De diseñadores a artesanos y viceversa

Artículo de tendencias sobre jóvenes decoradores valencianos que toman como opción el ecodiseño, el reciclaje y la recuperación de la artesanía manteniendo una estética vanguardista y de calidad.

Me entrevisto con Noemí y Sebas casi en la playa, es más, llego a casa con los pies llenos de arena, me quieren enseñar su último trabajo como decoradores y como ya sé cómo trabajan acudo expectante a ver qué se les ha ocurrido esta vez. Comento lo de la playa porque los muebles y detalles que yo vi serían fantásticos hasta en un camión de reparto pero vistos con luz de atardecer en Dénia, juntos a las dunas y las palmeras creo entender mejor su inspiración y su alma.

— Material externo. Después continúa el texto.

// SPDX-License-Identifier: MIT
// Copyright (c) 2025 myexpr

use std::{
	fmt::{Display, Formatter},
	str::FromStr,
};

use bigdecimal::{BigDecimal, FromPrimitive, ToPrimitive, num_bigint::BigInt};
use serde::{Deserialize, Serialize};

/// Maximum total digit count a decimal result may declare.
pub const MAX_PRECISION: u8 = 30;
/// Maximum fractional digit count.
pub const MAX_SCALE: u8 = 30;

/// Fixed-point decimal backed by an arbitrary-precision representation.
///
/// The precision/scale ceiling is enforced at construction: out-of-range
/// shapes are clamped silently rather than rejected, matching the engine's
/// conversion rules.
#[derive(Clone, Debug, PartialEq, Eq, Hash, Serialize, Deserialize)]
pub struct Decimal(BigDecimal);

impl Decimal {
	pub fn new(inner: BigDecimal) -> Self {
		Self(Self::clamp(inner))
	}

	fn clamp(inner: BigDecimal) -> BigDecimal {
		let mut value = inner;
		if value.fractional_digit_count() > MAX_SCALE as i64 {
			value = value.with_scale_round(MAX_SCALE as i64, bigdecimal::RoundingMode::HalfUp);
		}
		let scale = value.fractional_digit_count();
		let precision = value.digits() as i64;
		if precision > MAX_PRECISION as i64 && scale > 0 {
			let excess = precision - MAX_PRECISION as i64;
			let target = (scale - excess).max(0);
			value = value.with_scale_round(target, bigdecimal::RoundingMode::HalfUp);
		}
		value
	}

	pub fn zero() -> Self {
		Self(BigDecimal::from(0))
	}

	pub fn from_i64(v: i64) -> Self {
		Self(BigDecimal::from(v))
	}

	pub fn from_u64(v: u64) -> Self {
		Self(BigDecimal::from(v))
	}

	pub fn from_i128(v: i128) -> Self {
		Self(BigDecimal::from(BigInt::from(v)))
	}

	pub fn from_f64(v: f64) -> Option<Self> {
		BigDecimal::from_f64(v).map(Self::new)
	}

	/// Parse decimal text. Underscore separators and surrounding
	/// whitespace are tolerated.
	pub fn parse(s: &str) -> Option<Self> {
		let trimmed = s.trim();
		if trimmed.is_empty() {
			return None;
		}
		let cleaned = if trimmed.contains('_') {
			trimmed.replace('_', "")
		} else {
			trimmed.to_string()
		};
		BigDecimal::from_str(&cleaned).ok().map(Self::new)
	}

	pub fn inner(&self) -> &BigDecimal {
		&self.0
	}

	pub fn into_inner(self) -> BigDecimal {
		self.0
	}

	/// Total significant digits.
	pub fn precision(&self) -> u64 {
		self.0.digits()
	}

	/// Fractional digits; negative means trailing integer zeros.
	pub fn scale(&self) -> i64 {
		self.0.fractional_digit_count()
	}

	pub fn is_zero(&self) -> bool {
		bigdecimal::Zero::is_zero(&self.0)
	}

	pub fn is_negative(&self) -> bool {
		self.0.sign() == bigdecimal::num_bigint::Sign::Minus
	}

	pub fn to_f64(&self) -> f64 {
		self.0.to_f64().unwrap_or(0.0)
	}

	pub fn to_i64(&self) -> Option<i64> {
		self.0.with_scale_round(0, bigdecimal::RoundingMode::HalfUp).to_i64()
	}

	pub fn to_u64(&self) -> Option<u64> {
		self.0.with_scale_round(0, bigdecimal::RoundingMode::HalfUp).to_u64()
	}

	/// Round half away from zero to `scale` fractional digits (negative
	/// scale zeroes integer digits).
	pub fn round(&self, scale: i64) -> Self {
		Self(self.0.with_scale_round(scale, bigdecimal::RoundingMode::HalfUp))
	}

	/// Truncate toward zero to `scale` fractional digits, regardless of
	/// sign.
	pub fn truncate(&self, scale: i64) -> Self {
		Self(self.0.with_scale_round(scale, bigdecimal::RoundingMode::Down))
	}
}

impl PartialOrd for Decimal {
	fn partial_cmp(&self, other: &Self) -> Option<std::cmp::Ordering> {
		Some(self.cmp(other))
	}
}

impl Ord for Decimal {
	fn cmp(&self, other: &Self) -> std::cmp::Ordering {
		self.0.cmp(&other.0)
	}
}

impl Display for Decimal {
	fn fmt(&self, f: &mut Formatter<'_>) -> std::fmt::Result {
		// Plain notation, never scientific.
		write!(f, "{}", self.0.to_plain_string())
	}
}

impl From<BigDecimal> for Decimal {
	fn from(inner: BigDecimal) -> Self {
		Self::new(inner)
	}
}

#[cfg(test)]
mod tests {
	use super::*;

	#[test]
	fn test_parse_integer() {
		let decimal = Decimal::parse("123").unwrap();
		assert_eq!(decimal.to_string(), "123");
	}

	#[test]
	fn test_parse_with_fractional() {
		let decimal = Decimal::parse("123.45").unwrap();
		assert_eq!(decimal.to_string(), "123.45");
	}

	#[test]
	fn test_parse_with_underscores() {
		let decimal = Decimal::parse("1_234.56").unwrap();
		assert_eq!(decimal.to_string(), "1234.56");
	}

	#[test]
	fn test_parse_negative() {
		let decimal = Decimal::parse("-123.45").unwrap();
		assert_eq!(decimal.to_string(), "-123.45");
		assert!(decimal.is_negative());
	}

	#[test]
	fn test_parse_empty() {
		assert!(Decimal::parse("").is_none());
		assert!(Decimal::parse("   ").is_none());
	}

	#[test]
	fn test_parse_invalid() {
		assert!(Decimal::parse("not_a_number").is_none());
	}

	#[test]
	fn test_scale_clamped_to_30() {
		let long = format!("0.{}", "1".repeat(40));
		let decimal = Decimal::parse(&long).unwrap();
		assert_eq!(decimal.scale(), 30);
	}

	#[test]
	fn test_precision_clamped_by_dropping_scale() {
		// 25 integer digits + 10 fractional digits exceeds 30 total;
		// the fractional part gives way.
		let text = format!("{}.{}", "9".repeat(25), "1".repeat(10));
		let decimal = Decimal::parse(&text).unwrap();
		assert!(decimal.precision() <= MAX_PRECISION as u64);
		assert_eq!(decimal.scale(), 5);
	}

	#[test]
	fn test_round_half_away_from_zero() {
		assert_eq!(Decimal::parse("2.5").unwrap().round(0).to_string(), "3");
		assert_eq!(Decimal::parse("-2.5").unwrap().round(0).to_string(), "-3");
		assert_eq!(Decimal::parse("1.994").unwrap().round(2).to_string(), "1.99");
	}

	#[test]
	fn test_truncate_toward_zero() {
		assert_eq!(Decimal::parse("-1.999").unwrap().truncate(1).to_string(), "-1.9");
		assert_eq!(Decimal::parse("1.999").unwrap().truncate(1).to_string(), "1.9");
	}

	#[test]
	fn test_ordering() {
		let a = Decimal::parse("1.5").unwrap();
		let b = Decimal::parse("1.50").unwrap();
		let c = Decimal::parse("2").unwrap();
		assert_eq!(a.cmp(&b), std::cmp::Ordering::Equal);
		assert!(a < c);
	}
}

Charlando con Noemí, me comenta: “aquí hay mucho de Roma” (ella es romana) y como buena italiana su estilo (como viste, como habla, todo) florece por los cuatro costados… ¿romano? Sí, aunque yo iría un poco más allá, hay algo completamente mediterráneo, no es un diseño frío, silencioso, sino que, como los áticos de Roma, es cálido, luminoso, femenino, acogedor, actual y clásico al mismo tiempo. Me deja estupefacta su jardín vertical de bombillas: bombillas vaciadas a mano por ella, una a una, con un borde hecho de cuerda natural que sirve para colgarlas, rellenas después de agua y con su delicado tallo verde saliendo, buscando el sol. No sé cuántas hay y cuando me dice el tiempo que ha empleado en hacerlo me mareo…

Viene Sebas  y le pregunto: “qué sillas tan chulas, ¿dónde las habéis comprado?”, ¿comprado?, ¿no te habíamos comentado que nos hemos tirado a la piscina con lo del ecodiseño y todo lo que estamos haciendo es con materiales reciclados y de forma artesanal?. Me quedo muerta. Las sillas son espectaculares, de una pureza y una calidez dignas de cualquier alto diseñador o arquitecto de renombre. Sebas me cuenta que ya hacía tiempo que les rondaba por la cabeza hacer algo así y esta vez se han decidido. Él mismo buscó un distribuidor de maderas certificadas recicladas, buscó quién se las prensara para hacer los tableros y tiró de amigos para cortar y montar su propio diseño. Sigo mirando y sigo con la boca abierta: mesas hechas con palés con unos vidrios verdosos provenientes del reciclaje que dan un matiz setentero, original.

Es muy fácil decorar con un presupuesto ilimitado (bueno, aún así conozco a muchos que lo harían igual de mal) sólo comprando piezas de marca, muebles únicos, antigüedades u obras de diseñadores reconocidos. Lo difícil es tener este ingenio, este inventar con cierta facilidad algo que al resto de los mortales no se nos ocurriría ni bajo tortura. Pero este trabajo que ellos están haciendo no consta solo de intuición, la segunda parte y seguramente más complicada, es darse la maña para conseguir lo que se desea. Sacar ese talento para darle un toque diferente o un aspecto original a las cosas. Envidio esa manera de aplicar atentamente la inteligencia para salir de una dificultad, para resolver los problemas, en este caso en los espacios decorativos. Sebas y Noemí han tenido la inventiva y la decisión de hacer algo exclusivo dependiendo nada más que de ellos mismos.

¿Qué es un artesano? “El que hace por su cuenta objetos de uso doméstico imprimiéndoles un sello personal”… pues estos chicos son (además de muy jóvenes) decoradores, artesanos y todo lo que se propongan. Su trabajo es digno de cualquier capital europea, si fueran de Barcelona o de Berlín, alguien ya estaría hablando de ellos. Viven y trabajan incansablemente en la Marina Alta, así que conócelos y habla porque tenemos estupendos creadores a la vuelta de la esquina.